_What the exercise asks_: Every record that follows should be written out again without any change.

_Supplied data_:
- - - -
//! # Column Type Tags
//!
//! The xBase field type system is a closed set of eleven tags, each keyed
//! by a single ASCII byte stored in the field descriptor. Both codecs
//! dispatch exhaustively over this set.
//!
//! ## Storage Classes
//!
//! | Tags | Storage | Width |
//! |------|---------|-------|
//! | `C` `F` `N` | fixed-width ASCII | caller-chosen, 1..=254 |
//! | `D` | 8 ASCII digits `YYYYMMDD` | fixed 8 |
//! | `L` | one flag byte | fixed 1 |
//! | `M` `G` `B` | 10 ASCII digits, a memo block index | fixed 10 |
//! | `I` `+` | i32 little-endian | fixed 4 |
//! | `O` | f64 little-endian | fixed 8 |
//! | `@` | two u32 little-endian (day count, ms since midnight) | fixed 8 |

use crate::error::ReadError;

/// Width rule for a column type: a mandatory byte width, or a
/// caller-chosen one.
#[derive(Debug, Clone, Copy, PartialEq, Eq)]
pub enum FieldWidth {
    Fixed(u8),
    Variable,
}

/// Field type tag, one per descriptor byte.
#[repr(u8)]
#[derive(Debug, Clone, Copy, PartialEq, Eq, Hash)]
pub enum ColumnType {
    /// `C` — text payload under the caller-selected encoding.
    Character = b'C',
    /// `D` — `YYYYMMDD` digits.
    Date = b'D',
    /// `F` — decimal ASCII, right-justified.
    Float = b'F',
    /// `N` — integer ASCII, right-justified.
    Numeric = b'N',
    /// `L` — `T`/`Y` true, `F`/`N` false, `?`/space unknown.
    Logical = b'L',
    /// `M` — memo block index into the companion `.dbt` file.
    Memo = b'M',
    /// `G` — OLE object, stored like a memo.
    General = b'G',
    /// `B` — binary payload, stored like a memo.
    Binary = b'B',
    /// `I` — 32-bit signed integer.
    Long = b'I',
    /// `+` — autoincrement; values pass through verbatim.
    Autoincrement = b'+',
    /// `O` — IEEE-754 double.
    Double = b'O',
    /// `@` — day count since 4713-01-01 BC plus milliseconds since midnight.
    Timestamp = b'@',
}

impl ColumnType {
    /// Returns the single-byte tag stored in a field descriptor.
    #[inline]
    pub fn tag(&self) -> u8 {
        *self as u8
    }

    /// Returns the width rule enforced at column insertion.
    pub fn width_rule(&self) -> FieldWidth {
        match self {
            ColumnType::Character | ColumnType::Float | ColumnType::Numeric => {
                FieldWidth::Variable
            }
            ColumnType::Date => FieldWidth::Fixed(8),
            ColumnType::Logical => FieldWidth::Fixed(1),
            ColumnType::Memo | ColumnType::General | ColumnType::Binary => FieldWidth::Fixed(10),
            ColumnType::Long | ColumnType::Autoincrement => FieldWidth::Fixed(4),
            ColumnType::Double => FieldWidth::Fixed(8),
            ColumnType::Timestamp => FieldWidth::Fixed(8),
        }
    }

    /// True for the indirection types whose field stores a `.dbt` block index.
    pub fn uses_memo(&self) -> bool {
        matches!(
            self,
            ColumnType::Memo | ColumnType::General | ColumnType::Binary
        )
    }

    /// True for types whose field bytes are little-endian binary rather
    /// than ASCII.
    pub fn is_binary_encoded(&self) -> bool {
        matches!(
            self,
            ColumnType::Long | ColumnType::Autoincrement | ColumnType::Double | ColumnType::Timestamp
        )
    }
}

impl TryFrom<u8> for ColumnType {
    type Error = ReadError;

    fn try_from(tag: u8) -> Result<Self, Self::Error> {
        match tag {
            b'C' => Ok(ColumnType::Character),
            b'D' => Ok(ColumnType::Date),
            b'F' => Ok(ColumnType::Float),
            b'N' => Ok(ColumnType::Numeric),
            b'L' => Ok(ColumnType::Logical),
            b'M' => Ok(ColumnType::Memo),
            b'G' => Ok(ColumnType::General),
            b'B' => Ok(ColumnType::Binary),
            b'I' => Ok(ColumnType::Long),
            b'+' => Ok(ColumnType::Autoincrement),
            b'O' => Ok(ColumnType::Double),
            b'@' => Ok(ColumnType::Timestamp),
            _ => Err(ReadError::UnknownFieldType { tag }),
        }
    }
}
//! # xbase - dBase/FoxPro Table Files in Memory
//!
//! `xbase` reads and writes xBase-family database files: the `.dbf`
//! main-table format and its companion `.dbt` memo-block file, as
//! produced by dBase III/IV and the FoxPro dialects. The crate presents
//! an in-memory tabular model (columns + records) and serialises it
//! to and from the on-disk byte layout in a single pass.
//!
//! ## Quick Start
//!
//! ```ignore
//! use xbase::{ColumnType, Table, Writer, Reader};
//!
//! let mut table = Table::new();
//! table.add_column("id", ColumnType::Numeric, 6)?;
//! table.add_column("name", ColumnType::Character, 20)?;
//! table.lock();
//! table.add_row(vec!["1".into(), "Alice".into()])?;
//!
//! let image = Writer::new().write(&table)?;
//! // image.dbf is the .dbf byte buffer; image.dbt the memo heap, if any.
//!
//! let decoded = Reader::new().read(&image.dbf)?;
//! assert_eq!(decoded.record_count(), 1);
//! ```
//!
//! ## Architecture
//!
//! ```text
//! ┌─────────────────────────────────────┐
//! │   Path Convenience I/O (file)       │
//! ├─────────────────────────────────────┤
//! │   Table Model (table)               │
//! │   columns-mutable → locked → rows   │
//! ├──────────────────┬──────────────────┤
//! │  DBF Codec (dbf) │  DBT Codec (dbt) │
//! │  header, fields, │  512-byte block  │
//! │  records         │  heap, spanning  │
//! ├──────────────────┴──────────────────┤
//! │   Field Primitives (encoding)       │
//! │   LE loads, justified padding       │
//! └─────────────────────────────────────┘
//! ```
//!
//! ## File Layout
//!
//! ```text
//! table.dbf                          table.dbt (only with M/G/B columns)
//! ├── 32-byte header                 ├── 512-byte header block
//! ├── 32-byte descriptor per column  ├── 512-byte data block 1
//! ├── 0x0D terminator                ├── 512-byte data block 2
//! ├── fixed-width records            └── ...
//! └── 0x1A end-of-file marker
//! ```
//!
//! ## Scope
//!
//! The codec works on fully materialised byte buffers; it does not
//! stream and is single-threaded by design. There is no SQL layer, no
//! `.mdx`/`.ndx`/`.cdx` index support, no in-place record update, and
//! no decryption (the encryption flag is surfaced, not honoured).
//!
//! ## Module Overview
//!
//! - [`table`]: the two-phase tabular model and value conversion helpers
//! - [`types`]: column types, widths, and payload text encodings
//! - [`dbf`]: main-table byte codec (header, descriptors, records)
//! - [`dbt`]: memo-block heap codec
//! - [`encoding`]: fixed-width field primitives
//! - [`file`]: path-based convenience wrappers
//! - [`error`]: the three boundary error kinds

#[macro_use]
mod macros;

pub mod dbf;
pub mod dbt;
pub mod encoding;
pub mod error;
pub mod file;
pub mod table;
pub mod types;

pub use dbf::{Reader, TableImage, Writer};
pub use error::{ColumnAddError, ReadError, RowAddError};
pub use table::Table;
pub use types::{Column, ColumnType, FieldWidth, TextEncoding};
- - - -
_Answer box_:
//! # Column Type Tags
//!
//! The xBase field type system is a closed set of eleven tags, each keyed
//! by a single ASCII byte stored in the field descriptor. Both codecs
//! dispatch exhaustively over this set.
//!
//! ## Storage Classes
//!
//! | Tags | Storage | Width |
//! |------|---------|-------|
//! | `C` `F` `N` | fixed-width ASCII | caller-chosen, 1..=254 |
//! | `D` | 8 ASCII digits `YYYYMMDD` | fixed 8 |
//! | `L` | one flag byte | fixed 1 |
//! | `M` `G` `B` | 10 ASCII digits, a memo block index | fixed 10 |
//! | `I` `+` | i32 little-endian | fixed 4 |
//! | `O` | f64 little-endian | fixed 8 |
//! | `@` | two u32 little-endian (day count, ms since midnight) | fixed 8 |

use crate::error::ReadError;

/// Width rule for a column type: a mandatory byte width, or a
/// caller-chosen one.
#[derive(Debug, Clone, Copy, PartialEq, Eq)]
pub enum FieldWidth {
    Fixed(u8),
    Variable,
}

/// Field type tag, one per descriptor byte.
#[repr(u8)]
#[derive(Debug, Clone, Copy, PartialEq, Eq, Hash)]
pub enum ColumnType {
    /// `C` — text payload under the caller-selected encoding.
    Character = b'C',
    /// `D` — `YYYYMMDD` digits.
    Date = b'D',
    /// `F` — decimal ASCII, right-justified.
    Float = b'F',
    /// `N` — integer ASCII, right-justified.
    Numeric = b'N',
    /// `L` — `T`/`Y` true, `F`/`N` false, `?`/space unknown.
    Logical = b'L',
    /// `M` — memo block index into the companion `.dbt` file.
    Memo = b'M',
    /// `G` — OLE object, stored like a memo.
    General = b'G',
    /// `B` — binary payload, stored like a memo.
    Binary = b'B',
    /// `I` — 32-bit signed integer.
    Long = b'I',
    /// `+` — autoincrement; values pass through verbatim.
    Autoincrement = b'+',
    /// `O` — IEEE-754 double.
    Double = b'O',
    /// `@` — day count since 4713-01-01 BC plus milliseconds since midnight.
    Timestamp = b'@',
}

impl ColumnType {
    /// Returns the single-byte tag stored in a field descriptor.
    #[inline]
    pub fn tag(&self) -> u8 {
        *self as u8
    }

    /// Returns the width rule enforced at column insertion.
    pub fn width_rule(&self) -> FieldWidth {
        match self {
            ColumnType::Character | ColumnType::Float | ColumnType::Numeric => {
                FieldWidth::Variable
            }
            ColumnType::Date => FieldWidth::Fixed(8),
            ColumnType::Logical => FieldWidth::Fixed(1),
            ColumnType::Memo | ColumnType::General | ColumnType::Binary => FieldWidth::Fixed(10),
            ColumnType::Long | ColumnType::Autoincrement => FieldWidth::Fixed(4),
            ColumnType::Double => FieldWidth::Fixed(8),
            ColumnType::Timestamp => FieldWidth::Fixed(8),
        }
    }

    /// True for the indirection types whose field stores a `.dbt` block index.
    pub fn uses_memo(&self) -> bool {
        matches!(
            self,
            ColumnType::Memo | ColumnType::General | ColumnType::Binary
        )
    }

    /// True for types whose field bytes are little-endian binary rather
    /// than ASCII.
    pub fn is_binary_encoded(&self) -> bool {
        matches!(
            self,
            ColumnType::Long | ColumnType::Autoincrement | ColumnType::Double | ColumnType::Timestamp
        )
    }
}

impl TryFrom<u8> for ColumnType {
    type Error = ReadError;

    fn try_from(tag: u8) -> Result<Self, Self::Error> {
        match tag {
            b'C' => Ok(ColumnType::Character),
            b'D' => Ok(ColumnType::Date),
            b'F' => Ok(ColumnType::Float),
            b'N' => Ok(ColumnType::Numeric),
            b'L' => Ok(ColumnType::Logical),
            b'M' => Ok(ColumnType::Memo),
            b'G' => Ok(ColumnType::General),
            b'B' => Ok(ColumnType::Binary),
            b'I' => Ok(ColumnType::Long),
            b'+' => Ok(ColumnType::Autoincrement),
            b'O' => Ok(ColumnType::Double),
            b'@' => Ok(ColumnType::Timestamp),
            _ => Err(ReadError::UnknownFieldType { tag }),
        }
    }
}
//! # xbase - dBase/FoxPro Table Files in Memory
//!
//! `xbase` reads and writes xBase-family database files: the `.dbf`
//! main-table format and its companion `.dbt` memo-block file, as
//! produced by dBase III/IV and the FoxPro dialects. The crate presents
//! an in-memory tabular model (columns + records) and serialises it
//! to and from the on-disk byte layout in a single pass.
//!
//! ## Quick Start
//!
//! ```ignore
//! use xbase::{ColumnType, Table, Writer, Reader};
//!
//! let mut table = Table::new();
//! table.add_column("id", ColumnType::Numeric, 6)?;
//! table.add_column("name", ColumnType::Character, 20)?;
//! table.lock();
//! table.add_row(vec!["1".into(), "Alice".into()])?;
//!
//! let image = Writer::new().write(&table)?;
//! // image.dbf is the .dbf byte buffer; image.dbt the memo heap, if any.
//!
//! let decoded = Reader::new().read(&image.dbf)?;
//! assert_eq!(decoded.record_count(), 1);
//! ```
//!
//! ## Architecture
//!
//! ```text
//! ┌─────────────────────────────────────┐
//! │   Path Convenience I/O (file)       │
//! ├─────────────────────────────────────┤
//! │   Table Model (table)               │
//! │   columns-mutable → locked → rows   │
//! ├──────────────────┬──────────────────┤
//! │  DBF Codec (dbf) │  DBT Codec (dbt) │
//! │  header, fields, │  512-byte block  │
//! │  records         │  heap, spanning  │
//! ├──────────────────┴──────────────────┤
//! │   Field Primitives (encoding)       │
//! │   LE loads, justified padding       │
//! └─────────────────────────────────────┘
//! ```
//!
//! ## File Layout
//!
//! ```text
//! table.dbf                          table.dbt (only with M/G/B columns)
//! ├── 32-byte header                 ├── 512-byte header block
//! ├── 32-byte descriptor per column  ├── 512-byte data block 1
//! ├── 0x0D terminator                ├── 512-byte data block 2
//! ├── fixed-width records            └── ...
//! └── 0x1A end-of-file marker
//! ```
//!
//! ## Scope
//!
//! The codec works on fully materialised byte buffers; it does not
//! stream and is single-threaded by design. There is no SQL layer, no
//! `.mdx`/`.ndx`/`.cdx` index support, no in-place record update, and
//! no decryption (the encryption flag is surfaced, not honoured).
//!
//! ## Module Overview
//!
//! - [`table`]: the two-phase tabular model and value conversion helpers
//! - [`types`]: column types, widths, and payload text encodings
//! - [`dbf`]: main-table byte codec (header, descriptors, records)
//! - [`dbt`]: memo-block heap codec
//! - [`encoding`]: fixed-width field primitives
//! - [`file`]: path-based convenience wrappers
//! - [`error`]: the three boundary error kinds

#[macro_use]
mod macros;

pub mod dbf;
pub mod dbt;
pub mod encoding;
pub mod error;
pub mod file;
pub mod table;
pub mod types;

pub use dbf::{Reader, TableImage, Writer};
pub use error::{ColumnAddError, ReadError, RowAddError};
pub use table::Table;
pub use types::{Column, ColumnType, FieldWidth, TextEncoding};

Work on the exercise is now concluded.